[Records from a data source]
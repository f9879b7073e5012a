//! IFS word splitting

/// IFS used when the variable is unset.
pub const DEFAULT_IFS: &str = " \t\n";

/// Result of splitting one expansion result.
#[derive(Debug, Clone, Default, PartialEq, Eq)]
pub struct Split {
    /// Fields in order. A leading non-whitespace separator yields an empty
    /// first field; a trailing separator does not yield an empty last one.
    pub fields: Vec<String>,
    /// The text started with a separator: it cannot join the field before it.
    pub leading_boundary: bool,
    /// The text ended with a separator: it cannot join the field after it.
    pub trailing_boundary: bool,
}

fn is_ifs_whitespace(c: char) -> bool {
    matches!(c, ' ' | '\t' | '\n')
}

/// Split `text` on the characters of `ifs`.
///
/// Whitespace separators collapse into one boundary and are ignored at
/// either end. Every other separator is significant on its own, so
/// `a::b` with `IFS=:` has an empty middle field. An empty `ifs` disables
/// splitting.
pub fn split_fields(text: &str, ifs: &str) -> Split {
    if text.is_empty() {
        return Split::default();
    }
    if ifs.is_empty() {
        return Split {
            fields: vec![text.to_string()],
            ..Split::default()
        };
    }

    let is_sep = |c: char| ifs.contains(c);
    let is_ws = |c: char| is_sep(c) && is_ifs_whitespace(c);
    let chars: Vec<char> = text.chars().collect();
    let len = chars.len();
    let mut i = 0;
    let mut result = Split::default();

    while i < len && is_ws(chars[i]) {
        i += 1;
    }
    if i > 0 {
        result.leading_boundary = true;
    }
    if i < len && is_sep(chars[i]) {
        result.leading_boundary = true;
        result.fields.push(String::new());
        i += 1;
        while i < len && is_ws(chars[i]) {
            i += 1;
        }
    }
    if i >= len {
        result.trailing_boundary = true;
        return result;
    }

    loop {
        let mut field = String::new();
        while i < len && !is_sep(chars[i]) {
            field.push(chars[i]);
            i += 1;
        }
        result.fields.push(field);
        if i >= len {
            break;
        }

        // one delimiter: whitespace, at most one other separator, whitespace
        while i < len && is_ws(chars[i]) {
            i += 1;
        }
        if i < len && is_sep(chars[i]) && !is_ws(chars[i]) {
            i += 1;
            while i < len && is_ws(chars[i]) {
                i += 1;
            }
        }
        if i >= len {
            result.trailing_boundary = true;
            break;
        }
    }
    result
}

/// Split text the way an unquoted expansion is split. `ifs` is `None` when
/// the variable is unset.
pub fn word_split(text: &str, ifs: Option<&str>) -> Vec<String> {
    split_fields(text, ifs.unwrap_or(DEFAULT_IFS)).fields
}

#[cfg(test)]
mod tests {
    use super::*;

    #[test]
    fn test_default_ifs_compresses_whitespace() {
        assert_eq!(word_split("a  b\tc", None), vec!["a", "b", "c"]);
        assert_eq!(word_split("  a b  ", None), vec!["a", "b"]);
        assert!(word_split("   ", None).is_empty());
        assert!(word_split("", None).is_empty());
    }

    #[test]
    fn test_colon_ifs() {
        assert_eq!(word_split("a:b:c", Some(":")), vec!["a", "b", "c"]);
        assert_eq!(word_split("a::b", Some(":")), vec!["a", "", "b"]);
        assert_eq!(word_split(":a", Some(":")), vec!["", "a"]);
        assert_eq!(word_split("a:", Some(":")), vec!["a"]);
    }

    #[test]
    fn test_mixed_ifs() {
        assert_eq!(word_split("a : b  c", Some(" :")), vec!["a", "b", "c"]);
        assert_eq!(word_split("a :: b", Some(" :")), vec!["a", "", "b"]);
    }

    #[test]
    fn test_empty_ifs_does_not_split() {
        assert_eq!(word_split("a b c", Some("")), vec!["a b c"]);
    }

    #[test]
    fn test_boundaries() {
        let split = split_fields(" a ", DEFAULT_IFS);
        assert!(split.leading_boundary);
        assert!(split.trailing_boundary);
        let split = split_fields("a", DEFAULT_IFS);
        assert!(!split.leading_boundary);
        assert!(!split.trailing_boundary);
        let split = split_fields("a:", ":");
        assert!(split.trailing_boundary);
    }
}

DIRECTIONS:
What do the records say? Quote them all exactly.

WORKED SOLUTION:
repository f9879b7073e5012a
//! IFS word splitting

/// IFS used when the variable is unset.
pub const DEFAULT_IFS: &str = " \t\n";

/// Result of splitting one expansion result.
#[derive(Debug, Clone, Default, PartialEq, Eq)]
pub struct Split {
    /// Fields in order. A leading non-whitespace separator yields an empty
    /// first field; a trailing separator does not yield an empty last one.
    pub fields: Vec<String>,
    /// The text started with a separator: it cannot join the field before it.
    pub leading_boundary: bool,
    /// The text ended with a separator: it cannot join the field after it.
    pub trailing_boundary: bool,
}

fn is_ifs_whitespace(c: char) -> bool {
    matches!(c, ' ' | '\t' | '\n')
}

/// Split `text` on the characters of `ifs`.
///
/// Whitespace separators collapse into one boundary and are ignored at
/// either end. Every other separator is significant on its own, so
/// `a::b` with `IFS=:` has an empty middle field. An empty `ifs` disables
/// splitting.
pub fn split_fields(text: &str, ifs: &str) -> Split {
    if text.is_empty() {
        return Split::default();
    }
    if ifs.is_empty() {
        return Split {
            fields: vec![text.to_string()],
            ..Split::default()
        };
    }

    let is_sep = |c: char| ifs.contains(c);
    let is_ws = |c: char| is_sep(c) && is_ifs_whitespace(c);
    let chars: Vec<char> = text.chars().collect();
    let len = chars.len();
    let mut i = 0;
    let mut result = Split::default();

    while i < len && is_ws(chars[i]) {
        i += 1;
    }
    if i > 0 {
        result.leading_boundary = true;
    }
    if i < len && is_sep(chars[i]) {
        result.leading_boundary = true;
        result.fields.push(String::new());
        i += 1;
        while i < len && is_ws(chars[i]) {
            i += 1;
        }
    }
    if i >= len {
        result.trailing_boundary = true;
        return result;
    }

    loop {
        let mut field = String::new();
        while i < len && !is_sep(chars[i]) {
            field.push(chars[i]);
            i += 1;
        }
        result.fields.push(field);
        if i >= len {
            break;
        }

        // one delimiter: whitespace, at most one other separator, whitespace
        while i < len && is_ws(chars[i]) {
            i += 1;
        }
        if i < len && is_sep(chars[i]) && !is_ws(chars[i]) {
            i += 1;
            while i < len && is_ws(chars[i]) {
                i += 1;
            }
        }
        if i >= len {
            result.trailing_boundary = true;
            break;
        }
    }
    result
}

/// Split text the way an unquoted expansion is split. `ifs` is `None` when
/// the variable is unset.
pub fn word_split(text: &str, ifs: Option<&str>) -> Vec<String> {
    split_fields(text, ifs.unwrap_or(DEFAULT_IFS)).fields
}

#[cfg(test)]
mod tests {
    use super::*;

    #[test]
    fn test_default_ifs_compresses_whitespace() {
        assert_eq!(word_split("a  b\tc", None), vec!["a", "b", "c"]);
        assert_eq!(word_split("  a b  ", None), vec!["a", "b"]);
        assert!(word_split("   ", None).is_empty());
        assert!(word_split("", None).is_empty());
    }

    #[test]
    fn test_colon_ifs() {
        assert_eq!(word_split("a:b:c", Some(":")), vec!["a", "b", "c"]);
        assert_eq!(word_split("a::b", Some(":")), vec!["a", "", "b"]);
        assert_eq!(word_split(":a", Some(":")), vec!["", "a"]);
        assert_eq!(word_split("a:", Some(":")), vec!["a"]);
    }

    #[test]
    fn test_mixed_ifs() {
        assert_eq!(word_split("a : b  c", Some(" :")), vec!["a", "b", "c"]);
        assert_eq!(word_split("a :: b", Some(" :")), vec!["a", "", "b"]);
    }

    #[test]
    fn test_empty_ifs_does_not_split() {
        assert_eq!(word_split("a b c", Some("")), vec!["a b c"]);
    }

    #[test]
    fn test_boundaries() {
        let split = split_fields(" a ", DEFAULT_IFS);
        assert!(split.leading_boundary);
        assert!(split.trailing_boundary);
        let split = split_fields("a", DEFAULT_IFS);
        assert!(!split.leading_boundary);
        assert!(!split.trailing_boundary);
        let split = split_fields("a:", ":");
        assert!(split.trailing_boundary);
    }
}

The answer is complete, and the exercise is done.